Challenges Identified

Continuing vagueness around certain 501(r) requirements may complicate hospital compliance.

“Some part of the regulations may be a little less than clear, so there are some challenges in terms of complying with financial assistance and the billing and collection requirements,” Rukavina said.

The vagueness of the requirements have led to divergent hospital efforts to meet them. For instance, one hospital client of Ellen Stewart, an attorney for Berenbaum Weinshienk, posted its financial assistance policies on its website in six different languages, while other clients post it only in the two principle languages spoken in their communities.

“There are a lot of gray areas, and people are doing a lot of things differently,” Stewart said in an interview.

As another example, some—but not all—hospitals collect and make available to patients financial information on non-employed physicians who might treat the hospital’s patients.

Another unclear aspect of the rule is the amount of effort that hospitals need to devote to qualify as “widely publicizing” their charity care policies. For instance, some Ohio hospitals go to churches in inner cities on a weekly basis to notify community members in person about policies.

“The reg itself really encouraged you to do much, but it never defined what that was,” Don Paulson, vice president and CFO at the Revenue Group, an accounts receivable management company, said in an interview. “So their concern is, ‘Are we going to get hammered just on the community benefit, and are they going to come back later and say we didn’t do enough?’”

Some of the biggest challenges with 501(r) compliance are faced by small and rural hospitals, Stewart said.

“They may not have the money to bring someone in, and the team is already stretched,” Stewart said. “But everybody is doing everything they can to comply; I’m not seeing anyone say, ‘I’m ignoring this and maybe it will go away.’”

Among key 501(r) compliance steps Stewart recommends to clients is that they audit their own compliance after they finish their implementation steps.

“Look at accounts to see if you communicated with patients who are eligible for financial assistance before you started the extraordinary collection measures—or turned it over to a collection agency,” Stewart said.

Unexpected Role

The new charity care requirements also have had some unexpected effects on hospital billing and collections.
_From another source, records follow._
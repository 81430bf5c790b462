//! MBTiles schema definitions: the three table layouts the format allows
//! (`flat`, `hash`, `norm`), schema creation (`touch`), and schema
//! auto-detection by introspecting `sqlite_master`.

use anyhow::Result;
use r2d2::Pool;
use r2d2_sqlite::{rusqlite::OptionalExtension, SqliteConnectionManager};
use utiles_core::UtilesError;

/// The MBTiles `application_id` pragma utiles stamps onto every database it
/// creates, so a foreign tool (or `file(1)`) can recognize the format.
pub const APPLICATION_ID: i32 = 0x4D50_4258_u32 as i32;
/// Schema generation utiles writes; bumped if the table layout ever changes.
pub const USER_VERSION: i32 = 3;
const DEFAULT_PAGE_SIZE: i64 = 4096;

/// Which of the three MBTiles table layouts a database uses.
#[derive(Debug, Clone, Copy, PartialEq, Eq, Default)]
#[cfg_attr(feature = "cli", derive(clap::ValueEnum))]
pub enum DbType {
	/// `tiles(zoom_level, tile_column, tile_row, tile_data)`, no dedup.
	#[default]
	Flat,
	/// `tiles_with_hash(..., tile_hash)` plus a `tiles` view; tiles are
	/// deduplicated by content hash within the single table.
	Hash,
	/// `map(zoom_level, tile_column, tile_row, tile_id)` joined against
	/// `images(tile_id, tile_data)` through a `tiles` view; the classic
	/// normalized MBTiles layout.
	#[cfg_attr(feature = "cli", value(alias = "normalized"))]
	Norm,
}

impl DbType {
	#[must_use]
	pub fn as_str(&self) -> &'static str {
		match self {
			DbType::Flat => "flat",
			DbType::Hash => "hash",
			DbType::Norm => "norm",
		}
	}
}

impl std::str::FromStr for DbType {
	type Err = anyhow::Error;

	fn from_str(s: &str) -> Result<Self> {
		match s {
			"flat" => Ok(DbType::Flat),
			"hash" => Ok(DbType::Hash),
			"norm" | "normalized" => Ok(DbType::Norm),
			other => Err(UtilesError::DecodeError(format!("unknown mbtiles schema {other:?}")).into()),
		}
	}
}

/// Create the tables, indices and views for `db_type` on a pool pointed at
/// a fresh (or empty) database file, stamping the pragmas described in the
/// format. `page_size` must be set before any table is created; SQLite
/// ignores later attempts to change it.
pub fn touch(pool: &Pool<SqliteConnectionManager>, db_type: DbType, page_size: Option<i64>) -> Result<()> {
	let conn = pool.get()?;
	conn.pragma_update(None, "page_size", page_size.unwrap_or(DEFAULT_PAGE_SIZE))?;
	conn.pragma_update(None, "application_id", APPLICATION_ID)?;
	conn.pragma_update(None, "user_version", USER_VERSION)?;

	let ddl = match db_type {
		DbType::Flat => {
			"CREATE TABLE metadata (name TEXT, value TEXT, UNIQUE (name));
			 CREATE TABLE tiles (zoom_level INTEGER, tile_column INTEGER, tile_row INTEGER, tile_data BLOB);
			 CREATE UNIQUE INDEX tile_index ON tiles (zoom_level, tile_column, tile_row);"
		}
		DbType::Hash => {
			"CREATE TABLE metadata (name TEXT, value TEXT, UNIQUE (name));
			 CREATE TABLE tiles_with_hash (
			   zoom_level INTEGER, tile_column INTEGER, tile_row INTEGER,
			   tile_data BLOB, tile_hash TEXT
			 );
			 CREATE UNIQUE INDEX tiles_with_hash_index ON tiles_with_hash (zoom_level, tile_column, tile_row);
			 CREATE INDEX tiles_with_hash_hash_index ON tiles_with_hash (tile_hash);
			 CREATE VIEW tiles AS
			   SELECT zoom_level, tile_column, tile_row, tile_data FROM tiles_with_hash;"
		}
		DbType::Norm => {
			"CREATE TABLE metadata (name TEXT, value TEXT, UNIQUE (name));
			 CREATE TABLE map (
			   zoom_level INTEGER, tile_column INTEGER, tile_row INTEGER, tile_id TEXT
			 );
			 CREATE TABLE images (tile_id TEXT, tile_data BLOB);
			 CREATE UNIQUE INDEX map_index ON map (zoom_level, tile_column, tile_row);
			 CREATE UNIQUE INDEX images_id_index ON images (tile_id);
			 CREATE VIEW tiles AS
			   SELECT map.zoom_level AS zoom_level, map.tile_column AS tile_column,
			          map.tile_row AS tile_row, images.tile_data AS tile_data
			   FROM map JOIN images ON map.tile_id = images.tile_id;"
		}
	};
	conn.execute_batch(ddl)?;
	Ok(())
}

/// Auto-detect which schema an already-populated MBTiles file uses by
/// inspecting `sqlite_master`.
pub fn detect(pool: &Pool<SqliteConnectionManager>) -> Result<DbType> {
	let conn = pool.get()?;
	let has_table = |name: &str| -> Result<bool> {
		Ok(conn
			.query_row(
				"SELECT 1 FROM sqlite_master WHERE type = 'table' AND name = ?1",
				[name],
				|_| Ok(()),
			)
			.optional()?
			.is_some())
	};

	if has_table("tiles_with_hash")? {
		return Ok(DbType::Hash);
	}
	if has_table("map")? && has_table("images")? {
		return Ok(DbType::Norm);
	}
	if has_table("tiles")? {
		return Ok(DbType::Flat);
	}
	Err(UtilesError::NotFound("no recognizable mbtiles schema (tiles/map+images/tiles_with_hash)".into()).into())
}

#[cfg(test)]
mod tests {
	use super::*;
	use std::str::FromStr;

	#[test]
	fn parses_schema_names() {
		assert_eq!(DbType::from_str("flat").unwrap(), DbType::Flat);
		assert_eq!(DbType::from_str("hash").unwrap(), DbType::Hash);
		assert_eq!(DbType::from_str("norm").unwrap(), DbType::Norm);
		assert!(DbType::from_str("bogus").is_err());
	}

	#[test]
	fn touch_and_detect_each_schema() {
		for (db_type, _) in [(DbType::Flat, "flat"), (DbType::Hash, "hash"), (DbType::Norm, "norm")] {
			let manager = SqliteConnectionManager::memory();
			let pool = Pool::builder().max_size(1).build(manager).unwrap();
			touch(&pool, db_type, None).unwrap();
			assert_eq!(detect(&pool).unwrap(), db_type);
		}
	}

	#[test]
	fn touch_sets_page_size() {
		let manager = SqliteConnectionManager::memory();
		let pool = Pool::builder().max_size(1).build(manager).unwrap();
		touch(&pool, DbType::Flat, Some(512)).unwrap();
		let conn = pool.get().unwrap();
		let page_size: i64 = conn.pragma_query_value(None, "page_size", |r| r.get(0)).unwrap();
		assert_eq!(page_size, 512);
	}
}
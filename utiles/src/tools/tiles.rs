//! `tiles Z [bbox]`: read bboxes or GeoJSON from stdin, emit every tile
//! covering them at zoom `Z`.

use crate::stdin_stream::{read_values, write_value, StdinValue};
use anyhow::Result;
use clap::Args;
use std::io::Write;
use utiles_core::{LngLatBbox, UtilesError};

#[derive(Args, Debug)]
pub struct Subcommand {
	/// Zoom level to cover at.
	pub zoom: u8,

	/// `west south east north` bbox, taken in place of stdin.
	#[arg(num_args = 4, allow_negative_numbers = true)]
	pub bbox: Option<Vec<f64>>,

	/// Emit values as an RS-prefixed JSON text sequence.
	#[arg(long)]
	pub seq: bool,
}

pub fn run(args: &Subcommand) -> Result<()> {
	let stdout = std::io::stdout();
	let mut out = stdout.lock();

	if let Some(b) = &args.bbox {
		let bbox = bbox_from_slice(b)?;
		for tile in utiles_core::tiles_list(bbox, vec![args.zoom], true)? {
			write_value(&mut out, &serde_json::json!([tile.x, tile.y, tile.z]), args.seq)?;
		}
		return Ok(());
	}

	let stdin = std::io::stdin();
	for value in read_values(stdin.lock())? {
		for bbox in bboxes_from_value(value)? {
			for tile in utiles_core::tiles_list(bbox, vec![args.zoom], true)? {
				write_value(&mut out, &serde_json::json!([tile.x, tile.y, tile.z]), args.seq)?;
			}
		}
	}
	out.flush()?;
	Ok(())
}

pub(crate) fn bbox_from_slice(values: &[f64]) -> Result<LngLatBbox> {
	match values {
		[west, south, east, north] => Ok(LngLatBbox::new(*west, *south, *east, *north)),
		_ => Err(UtilesError::InvalidBbox {
			west: values.first().copied().unwrap_or(f64::NAN),
			south: values.get(1).copied().unwrap_or(f64::NAN),
			east: values.get(2).copied().unwrap_or(f64::NAN),
			north: values.get(3).copied().unwrap_or(f64::NAN),
			reason: format!("bbox must have exactly 4 numbers, got {}", values.len()),
		}
		.into()),
	}
}

pub(crate) fn bboxes_from_value(value: StdinValue) -> Result<Vec<LngLatBbox>> {
	match value {
		StdinValue::Array(json) => {
			let nums: Vec<f64> = serde_json::from_value(json)?;
			Ok(vec![bbox_from_slice(&nums)?])
		}
		StdinValue::Object(json) => {
			let parsed = utiles_geometry::parse_geojson(&json.to_string())?;
			parsed
				.geometries
				.iter()
				.map(|g| geometry_bbox(g))
				.collect::<Result<Vec<_>>>()
		}
		StdinValue::Quadkey(q) => {
			let tile = utiles_core::Tile::from_quadkey(&q)?;
			Ok(vec![tile.bounds()])
		}
	}
}

fn geometry_bbox(geometry: &geo_types::Geometry<f64>) -> Result<LngLatBbox> {
	let mut west = f64::INFINITY;
	let mut south = f64::INFINITY;
	let mut east = f64::NEG_INFINITY;
	let mut north = f64::NEG_INFINITY;
	let mut fold = |x: f64, y: f64| {
		west = west.min(x);
		east = east.max(x);
		south = south.min(y);
		north = north.max(y);
	};
	fold_geometry_coords(geometry, &mut fold);
	if !west.is_finite() {
		return Err(UtilesError::InvalidBbox {
			west,
			south,
			east,
			north,
			reason: "geometry has no coordinates".to_string(),
		}
		.into());
	}
	Ok(LngLatBbox::new(west, south, east, north))
}

fn fold_geometry_coords(geometry: &geo_types::Geometry<f64>, f: &mut impl FnMut(f64, f64)) {
	use geo_types::Geometry;
	match geometry {
		Geometry::Point(p) => f(p.x(), p.y()),
		Geometry::MultiPoint(mp) => mp.iter().for_each(|p| f(p.x(), p.y())),
		Geometry::Line(l) => {
			f(l.start.x, l.start.y);
			f(l.end.x, l.end.y);
		}
		Geometry::LineString(ls) => ls.coords().for_each(|c| f(c.x, c.y)),
		Geometry::MultiLineString(mls) => mls.iter().for_each(|ls| ls.coords().for_each(|c| f(c.x, c.y))),
		Geometry::Polygon(poly) => {
			poly.exterior().coords().for_each(|c| f(c.x, c.y));
			poly.interiors().iter().for_each(|r| r.coords().for_each(|c| f(c.x, c.y)));
		}
		Geometry::MultiPolygon(mp) => mp.iter().for_each(|poly| {
			poly.exterior().coords().for_each(|c| f(c.x, c.y));
			poly.interiors().iter().for_each(|r| r.coords().for_each(|c| f(c.x, c.y)));
		}),
		Geometry::GeometryCollection(gc) => gc.iter().for_each(|g| fold_geometry_coords(g, f)),
		Geometry::Rect(r) => {
			f(r.min().x, r.min().y);
			f(r.max().x, r.max().y);
		}
		Geometry::Triangle(t) => {
			f(t.0.x, t.0.y);
			f(t.1.x, t.1.y);
			f(t.2.x, t.2.y);
		}
	}
}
One health system decided to include all medical bills—including those of its primary competitor—in the required calculations of patients’ ability to pay bills as part of the determination of whether they qualify for charity care, Paulson noted.

The requirements also have pushed some hospitals away from the practice of requiring payment up front for elective procedures. That is because it appears hospitals would run afoul of the IRS rule if the amount collected from a patient later determined eligible for financial assistance was more than the “amount generally billed.”

“Even if you pay the money back, you still have a noncompliant policy,” Paulson said.

Instead, more hospitals are focusing efforts on trying to provide a reasonable estimate of the actual patient costs and then providing financial counseling based on that.

The new requirements also have arisen in unexpected situations, including lawsuits. Stewart said attorneys for some patients who were sued to collect outstanding bills have raised the question of whether the hospital is compliant with 501(r) requirements.

“It’s a way to say, ‘You sued my client for a $4,000 balance, and you didn’t comply with 501(r) and they might otherwise be eligible for financial assistance,’” Stewart said

Hospitals not yet reviewed may see coming scrutiny.

“We will continue to include the review of tax-exempt hospitals’ compliance with requirements under IRC 501(r),” the IRS report stated.